During the quarter ended June 30, 2010, Series 47 did not record any releases of capital contributions. Series 47 has outstanding contributions payable to 2 Operating Partnerships in the amount of $291,632 as of June 30, 2010. Of the total amount outstanding, $155,857 has been loaned or advanced to the Operating Partnerships. The loans and advances will be converted to equity and the remaining contributions of $135,775 will be released when the Operating Partnerships have achieved the conditions set forth in their respective partnership agreements.
Series 48
The Fund commenced offering BACs in Series 48 on May 11, 2004. Offers and sales of BACs in Series 48 were completed on August 12, 2004. The Fund has committed proceeds to pay initial and additional installments of capital contributions to 11 Operating Partnerships in the amount of $17,450,063.

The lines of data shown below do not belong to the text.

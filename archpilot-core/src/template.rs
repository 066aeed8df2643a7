use crate::{ArchError, Result};
use regex::Regex;
use std::collections::HashMap;
use std::sync::OnceLock;

/// Regex pattern matching template placeholders like {requirements} or {critique?}
static PLACEHOLDER_REGEX: OnceLock<Regex> = OnceLock::new();

fn get_placeholder_regex() -> &'static Regex {
    PLACEHOLDER_REGEX.get_or_init(|| Regex::new(r"\{+[^{}]*\}+").expect("Invalid regex pattern"))
}

/// Checks if a string is a valid identifier: starts with a letter or underscore,
/// followed by letters, digits, or underscores.
fn is_identifier(s: &str) -> bool {
    if s.is_empty() {
        return false;
    }

    let mut chars = s.chars();
    let first = chars.next().unwrap();

    if !first.is_alphabetic() && first != '_' {
        return false;
    }

    chars.all(|c| c.is_alphanumeric() || c == '_')
}

pub const TEMPLATE_DESIGN: &str = "design_candidate";
pub const TEMPLATE_COMPARE: &str = "compare_designs";
pub const TEMPLATE_DIAGRAM: &str = "diagram_source";
pub const TEMPLATE_STAFFING: &str = "staffing_plan";

const DESIGN_TEMPLATE: &str = r#"You are an expert cloud solutions architect.

Generate ONE architecture design candidate for the requirements below. The
candidate must be structurally distinct from any previously generated candidate.

REQUIREMENTS:
{requirements}

GROUNDING CONTEXT:
{context?}

PREVIOUS CANDIDATES (produce a different service mix):
{priors?}

{critique?}

Respond with exactly one JSON object:
{
  "name": "...",
  "description": "...",
  "compute_services": ["..."],
  "storage_services": ["..."],
  "database_services": ["..."],
  "networking_services": ["..."],
  "security_services": ["..."],
  "monitoring_services": ["..."],
  "other_services": [],
  "data_flow": "...",
  "estimated_monthly_cost": "...",
  "pros": ["..."],
  "cons": ["..."]
}"#;

const COMPARE_TEMPLATE: &str = r#"You are a cloud architecture evaluation expert.

Score every design below on every criterion (0-100) and recommend one.

CRITERIA: {criteria}

DESIGNS:
{priors}

GROUNDING CONTEXT:
{context?}

{critique?}

Respond with exactly one JSON object:
{
  "entries": [
    {
      "design_name": "...",
      "design_version": 1,
      "overall_score": 0,
      "scores": [{"criterion": "...", "score": 0, "notes": "..."}],
      "strengths": ["..."],
      "weaknesses": ["..."]
    }
  ],
  "recommended": "...",
  "rationale": "..."
}"#;

const DIAGRAM_TEMPLATE: &str = r#"You are a cloud architecture diagram expert.

Produce a mermaid diagram description for the selected design. Every service
named in the design must appear as a node.

SELECTED DESIGN:
{design}

GROUNDING CONTEXT:
{context?}

{critique?}

Respond with exactly one JSON object:
{
  "format": "mermaid",
  "source": "graph TD\n ...",
  "nodes": ["..."],
  "edges": [{"from": "...", "to": "...", "label": "..."}]
}"#;

const STAFFING_TEMPLATE: &str = r#"You are a delivery planning expert.

Produce a staffing and timeline plan for the selected design. Cover every
architectural layer the design uses with at least one role.

SELECTED DESIGN:
{design}

GROUNDING CONTEXT:
{context?}

{critique?}

Respond with exactly one JSON object:
{
  "roles": [{"title": "...", "layer": "compute", "count": 1, "skills": ["..."]}],
  "phases": [{"name": "...", "duration_weeks": 4, "activities": ["..."]}],
  "total_duration_weeks": 12
}"#;

/// Registry of prompt templates keyed by template id.
///
/// Placeholder syntax follows `{var}` for required variables (render errors if
/// missing) and `{var?}` for optional ones (replaced by the empty string).
/// Anything that is not a valid identifier, such as the JSON schema braces in
/// the built-in templates, passes through as a literal.
pub struct PromptLibrary {
    templates: HashMap<String, String>,
}

impl PromptLibrary {
    pub fn new() -> Self {
        let mut library = Self { templates: HashMap::new() };
        library.register(TEMPLATE_DESIGN, DESIGN_TEMPLATE);
        library.register(TEMPLATE_COMPARE, COMPARE_TEMPLATE);
        library.register(TEMPLATE_DIAGRAM, DIAGRAM_TEMPLATE);
        library.register(TEMPLATE_STAFFING, STAFFING_TEMPLATE);
        library
    }

    pub fn register(&mut self, id: impl Into<String>, template: impl Into<String>) {
        self.templates.insert(id.into(), template.into());
    }

    pub fn get(&self, id: &str) -> Option<&str> {
        self.templates.get(id).map(String::as_str)
    }

    /// Renders a template, substituting `{var}` placeholders from `variables`.
    pub fn render(&self, id: &str, variables: &HashMap<String, String>) -> Result<String> {
        let template = self
            .templates
            .get(id)
            .ok_or_else(|| ArchError::Config(format!("unknown prompt template '{id}'")))?;
        render_template(template, variables)
    }
}

impl Default for PromptLibrary {
    fn default() -> Self {
        Self::new()
    }
}

/// Substitutes placeholders in a raw template string.
pub fn render_template(template: &str, variables: &HashMap<String, String>) -> Result<String> {
    let regex = get_placeholder_regex();
    let mut result = String::with_capacity(template.len());
    let mut last_end = 0;

    for found in regex.find_iter(template) {
        let range = found.range();
        result.push_str(&template[last_end..range.start]);

        let match_str = found.as_str();
        result.push_str(&replace_match(match_str, variables)?);

        last_end = range.end;
    }

    result.push_str(&template[last_end..]);
    Ok(result)
}

fn replace_match(match_str: &str, variables: &HashMap<String, String>) -> Result<String> {
    let var_name = match_str.trim_matches(|c| c == '{' || c == '}').trim();

    let (var_name, optional) = match var_name.strip_suffix('?') {
        Some(name) => (name, true),
        None => (var_name, false),
    };

    if !is_identifier(var_name) {
        // Not a variable name, e.g. JSON braces inside a schema block.
        return Ok(match_str.to_string());
    }

    match variables.get(var_name) {
        Some(value) => Ok(value.clone()),
        None if optional => Ok(String::new()),
        None => Err(ArchError::Config(format!("template variable '{var_name}' not provided"))),
    }
}

#[cfg(test)]
mod tests {
    use super::*;

    #[test]
    fn test_is_identifier() {
        assert!(is_identifier("valid_name"));
        assert!(is_identifier("_private"));
        assert!(is_identifier("name123"));
        assert!(!is_identifier("123invalid"));
        assert!(!is_identifier(""));
        assert!(!is_identifier("with-dash"));
    }

    #[test]
    fn test_render_required_and_optional() {
        let vars =
            HashMap::from([("requirements".to_string(), "stateless web API".to_string())]);
        let out = render_template("REQ: {requirements}\nCRIT: {critique?}", &vars).unwrap();
        assert_eq!(out, "REQ: stateless web API\nCRIT: ");
    }

    #[test]
    fn test_render_missing_required_errors() {
        let err = render_template("{requirements}", &HashMap::new()).unwrap_err();
        assert!(err.to_string().contains("requirements"));
    }

    #[test]
    fn test_json_schema_braces_pass_through() {
        let vars = HashMap::from([("name".to_string(), "x".to_string())]);
        let out = render_template("{name} -> {\"score\": 0}", &vars).unwrap();
        assert!(out.contains("{\"score\": 0}"));
    }

    #[test]
    fn test_builtin_templates_registered() {
        let library = PromptLibrary::new();
        for id in [TEMPLATE_DESIGN, TEMPLATE_COMPARE, TEMPLATE_DIAGRAM, TEMPLATE_STAFFING] {
            assert!(library.get(id).is_some(), "missing template {id}");
        }
    }

    #[test]
    fn test_builtin_design_template_renders() {
        let library = PromptLibrary::new();
        let vars =
            HashMap::from([("requirements".to_string(), "relational store".to_string())]);
        let out = library.render(TEMPLATE_DESIGN, &vars).unwrap();
        assert!(out.contains("relational store"));
        assert!(out.contains("compute_services"));
    }
}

During the quarter ended June 30, 2010, Series 48 did not record any releases of capital contributions. Series 48 has outstanding contributions payable to 2 Operating Partnerships in the amount of $493,763 as of June 30, 2010. Of the total amount outstanding, $155,857 has been loaned or advanced to the Operating Partnerships. The loans and advances will be converted to equity and the remaining contributions of $337,906 will be released when the Operating Partnerships have achieved the conditions set forth in their respective partnership agreements.
Series 49
The Fund commenced offering BACs in Series 49 on August 24, 2004. Offers and sales of BACs in Series 49 were completed on April 29, 2005. The Fund has committed proceeds to pay initial and additional installments of capital contributions to 24 Operating Partnerships in the amount of $45,728,155.

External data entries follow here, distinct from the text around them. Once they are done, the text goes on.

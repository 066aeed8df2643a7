use archpilot_core::{ArchError, ArtifactKind, PipelineRequest, Result};
use archpilot_session::Session;
use std::collections::VecDeque;

/// Closed set of pipeline steps the supervisor can schedule.
#[derive(Debug, Clone, Copy, PartialEq, Eq, Hash)]
pub enum StepKind {
    Design,
    Compare,
    Diagram,
    Staffing,
}

impl StepKind {
    pub fn artifact_kind(&self) -> ArtifactKind {
        match self {
            StepKind::Design => ArtifactKind::Design,
            StepKind::Compare => ArtifactKind::Comparison,
            StepKind::Diagram => ArtifactKind::Diagram,
            StepKind::Staffing => ArtifactKind::Staffing,
        }
    }

    pub fn as_str(&self) -> &'static str {
        match self {
            StepKind::Design => "design",
            StepKind::Compare => "compare",
            StepKind::Diagram => "diagram",
            StepKind::Staffing => "staffing",
        }
    }
}

impl std::fmt::Display for StepKind {
    fn fmt(&self, f: &mut std::fmt::Formatter<'_>) -> std::fmt::Result {
        f.write_str(self.as_str())
    }
}

/// One scheduled step. `selected_design` is the artifact version a downstream
/// step runs against, resolved lazily in [`Supervisor::next`].
#[derive(Debug, Clone)]
pub struct PlannedStep {
    pub kind: StepKind,
    pub mandatory: bool,
    pub selected_design: Option<u64>,
}

/// The supervisor's working state: the remaining steps, re-verified before
/// each one because downstream eligibility depends on upstream artifact
/// content, not just completion.
#[derive(Debug, Default)]
pub struct PipelinePlan {
    steps: VecDeque<PlannedStep>,
}

impl PipelinePlan {
    pub fn remaining(&self) -> usize {
        self.steps.len()
    }

    pub fn steps(&self) -> impl Iterator<Item = &PlannedStep> {
        self.steps.iter()
    }

    fn queued_designs(&self) -> usize {
        self.steps.iter().filter(|s| s.kind == StepKind::Design).count()
    }
}

/// Outcome of asking the supervisor for the next step.
#[derive(Debug)]
pub enum NextStep {
    Run(PlannedStep),
    Done,
}

/// Decides which steps to run, in what order, against which design.
///
/// Planning is feasibility-checked upfront but each step is re-verified just
/// before it runs; an upstream design that exhausted refinement unaccepted can
/// invalidate a plan that looked satisfiable at request time.
#[derive(Debug, Default, Clone)]
pub struct Supervisor;

impl Supervisor {
    pub fn new() -> Self {
        Self
    }

    pub fn plan(&self, session: &Session, request: &PipelineRequest) -> Result<PipelinePlan> {
        let mut plan = PipelinePlan::default();
        let accepted_designs = session.accepted_count(ArtifactKind::Design);

        // Designs already accepted in the session count toward the request.
        let to_produce = (request.design_count as usize).saturating_sub(accepted_designs);
        for _ in 0..to_produce {
            plan.steps.push_back(PlannedStep {
                kind: StepKind::Design,
                mandatory: true,
                selected_design: None,
            });
        }

        let reachable_designs = accepted_designs + plan.queued_designs();

        if request.compare {
            if reachable_designs < 2 {
                return Err(ArchError::planning(
                    "design",
                    format!(
                        "comparison requires at least two designs, {reachable_designs} reachable"
                    ),
                ));
            }
            plan.steps.push_back(PlannedStep {
                kind: StepKind::Compare,
                mandatory: false,
                selected_design: None,
            });
        }

        for (flag, kind) in [(request.diagram, StepKind::Diagram), (request.staffing, StepKind::Staffing)] {
            if !flag {
                continue;
            }
            if reachable_designs == 0 {
                return Err(ArchError::planning(
                    "design",
                    format!("a {kind} step requires a design and none exists or is planned"),
                ));
            }
            plan.steps.push_back(PlannedStep {
                kind,
                mandatory: false,
                selected_design: request.selected_design,
            });
        }

        tracing::info!(
            session_key = %session.key,
            steps = plan.remaining(),
            "pipeline planned"
        );
        Ok(plan)
    }

    /// Pops the next step, re-verifying its prerequisites against the current
    /// session content.
    pub fn next(&self, session: &Session, plan: &mut PipelinePlan) -> Result<NextStep> {
        let Some(mut step) = plan.steps.pop_front() else {
            return Ok(NextStep::Done);
        };

        match step.kind {
            StepKind::Design => {}
            StepKind::Compare => {
                let accepted = session.accepted_count(ArtifactKind::Design);
                if accepted < 2 {
                    return Err(ArchError::planning(
                        "design",
                        format!("comparison requires two accepted designs, found {accepted}"),
                    ));
                }
            }
            StepKind::Diagram | StepKind::Staffing => {
                step.selected_design = Some(self.resolve_selection(session, &step)?);
            }
        }

        Ok(NextStep::Run(step))
    }

    /// Selection default chain: explicit request version, else the comparison's
    /// recommended design, else the sole accepted design.
    fn resolve_selection(&self, session: &Session, step: &PlannedStep) -> Result<u64> {
        if let Some(version) = step.selected_design {
            return match session.artifact_at(ArtifactKind::Design, version) {
                Some(artifact) if artifact.accepted => Ok(version),
                Some(_) => Err(ArchError::planning(
                    "design",
                    format!("selected design version {version} was never accepted"),
                )),
                None => Err(ArchError::planning(
                    "design",
                    format!("selected design version {version} does not exist"),
                )),
            };
        }

        if let Some(comparison) = session
            .accepted(ArtifactKind::Comparison)
            .last()
            .and_then(|a| a.payload.as_comparison())
        {
            if let Some(version) = comparison.recommended_version() {
                return Ok(version);
            }
        }

        let accepted = session.accepted(ArtifactKind::Design);
        match accepted.len() {
            0 => Err(ArchError::planning(
                "design",
                format!("a {} step requires an accepted design and none exists", step.kind),
            )),
            1 => Ok(accepted[0].version),
            n => Err(ArchError::planning(
                "comparison",
                format!("{n} accepted designs but no comparison to pick one from"),
            )),
        }
    }
}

During the quarter ended June 30, 2010, Series 49 did not record any releases of contributions. Series 49 has outstanding contributions payable to 6 Operating Partnerships in the amount of $1,757,158 as of June 30, 2010. Of the total amount outstanding, $1,691,903 has been loaned or advanced to the Operating Partnerships. The loans and advances will be converted to equity and the remaining contributions of $65,255 will be released when the Operating Partnerships have achieved the conditions set forth in their respective partnership agreements.
Results of Operations
As of June 30, 2010 the Fund held limited partnership interests in 50 Operating Partnerships. In each instance the apartment complex owned by the applicable Operating Partnership is eligible for the federal housing tax credit. Initial occupancy of a unit in each apartment complex which complied with the minimum set-aside test (i.e., initial occupancy by tenants with incomes equal to no more than a certain percentage of area median income) and the rent restriction test (i.e., gross rent charged tenants does not exceed 30% of the applicable income standards) is referred to as "Qualified Occupancy." Each of the Operating Partnerships and each of the respective apartment complexes are described more fully in the Prospectus or applicable report on Form 8-K. The general partner of the Fund believes that there is adequate casualty insurance on the properties.

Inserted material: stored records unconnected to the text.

use crate::{Session, Turn};
use archpilot_core::{Artifact, Result};
use async_trait::async_trait;
use serde_json::Value;
use std::time::Duration;

/// Durable key/value backend for sessions.
///
/// Implementations must support concurrent access to distinct session keys
/// without cross-session interference, and enforce the artifact version
/// invariant: for a given kind, versions are strictly increasing with no gaps.
/// Every successful write refreshes the session's TTL.
#[async_trait]
pub trait SessionStore: Send + Sync {
    /// Creates a session under `key`, or a generated key when `None`.
    async fn create(&self, key: Option<String>, ttl: Duration) -> Result<Session>;

    /// Loads a session. An expired session is evicted and reported as missing.
    async fn get(&self, key: &str) -> Result<Session>;

    /// Loads a session, creating a fresh one when missing or expired.
    async fn get_or_create(&self, key: &str, ttl: Duration) -> Result<Session>;

    async fn delete(&self, key: &str) -> Result<()>;

    async fn append_turn(&self, key: &str, turn: Turn) -> Result<()>;

    async fn put_state(&self, key: &str, state_key: &str, value: Value) -> Result<()>;

    /// Appends an artifact to its kind's history. The artifact's version must
    /// equal the current history length plus one; anything else is rejected,
    /// which makes a retried step write idempotent for its own version slot.
    async fn append_artifact(&self, key: &str, artifact: Artifact) -> Result<u64>;

    /// Evicts every session whose TTL elapsed; returns how many were removed.
    async fn sweep_expired(&self) -> Result<usize>;
}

The Fund incurred a fund management fee to Boston Capital Asset Management Limited Partnership in an amount equal to .5 percent of the aggregate cost of the apartment complexes owned by the Operating Partnerships, less the amount of certain asset management and reporting fees paid by the Operating Partnerships. The fund management fees incurred and the reporting fees paid by the Operating Partnerships for the three months ended June 30, 2010 are as follows:
| 3 Months Fund Management Fee | 3 Months Reporting Fee |
Series 47 | $ 97,086 | $ 1,793 |
Series 48 | 59,595 | - |
Series 49 | 127,776 | 24,542 |
| $284,457 | $26,335 |
The Fund's investment objectives do not include receipt of significant cash distributions from the Operating Partnerships in which it has invested or intends to invest. The Fund's investments in Operating Partnerships have been and will be made principally with a view towards realization of federal housing tax credits for allocation to its partners and BAC holders.
Series 47
As of June 30, 2010 and 2009, the average Qualified Occupancy was 100% and 99.7%, respectively. The series had a total of 15 properties at June 30, 2010, all of which were at 100% Qualified Occupancy.
For the three month periods ended June 30, 2010 and 2009, Series 47 reflects a net loss from Operating Partnerships of $(301,784) and $(304,567), respectively, which includes depreciation and amortization of $648,169 and $657,096, respectively. This is an interim period estimate; it is not indicative of the final year-end results.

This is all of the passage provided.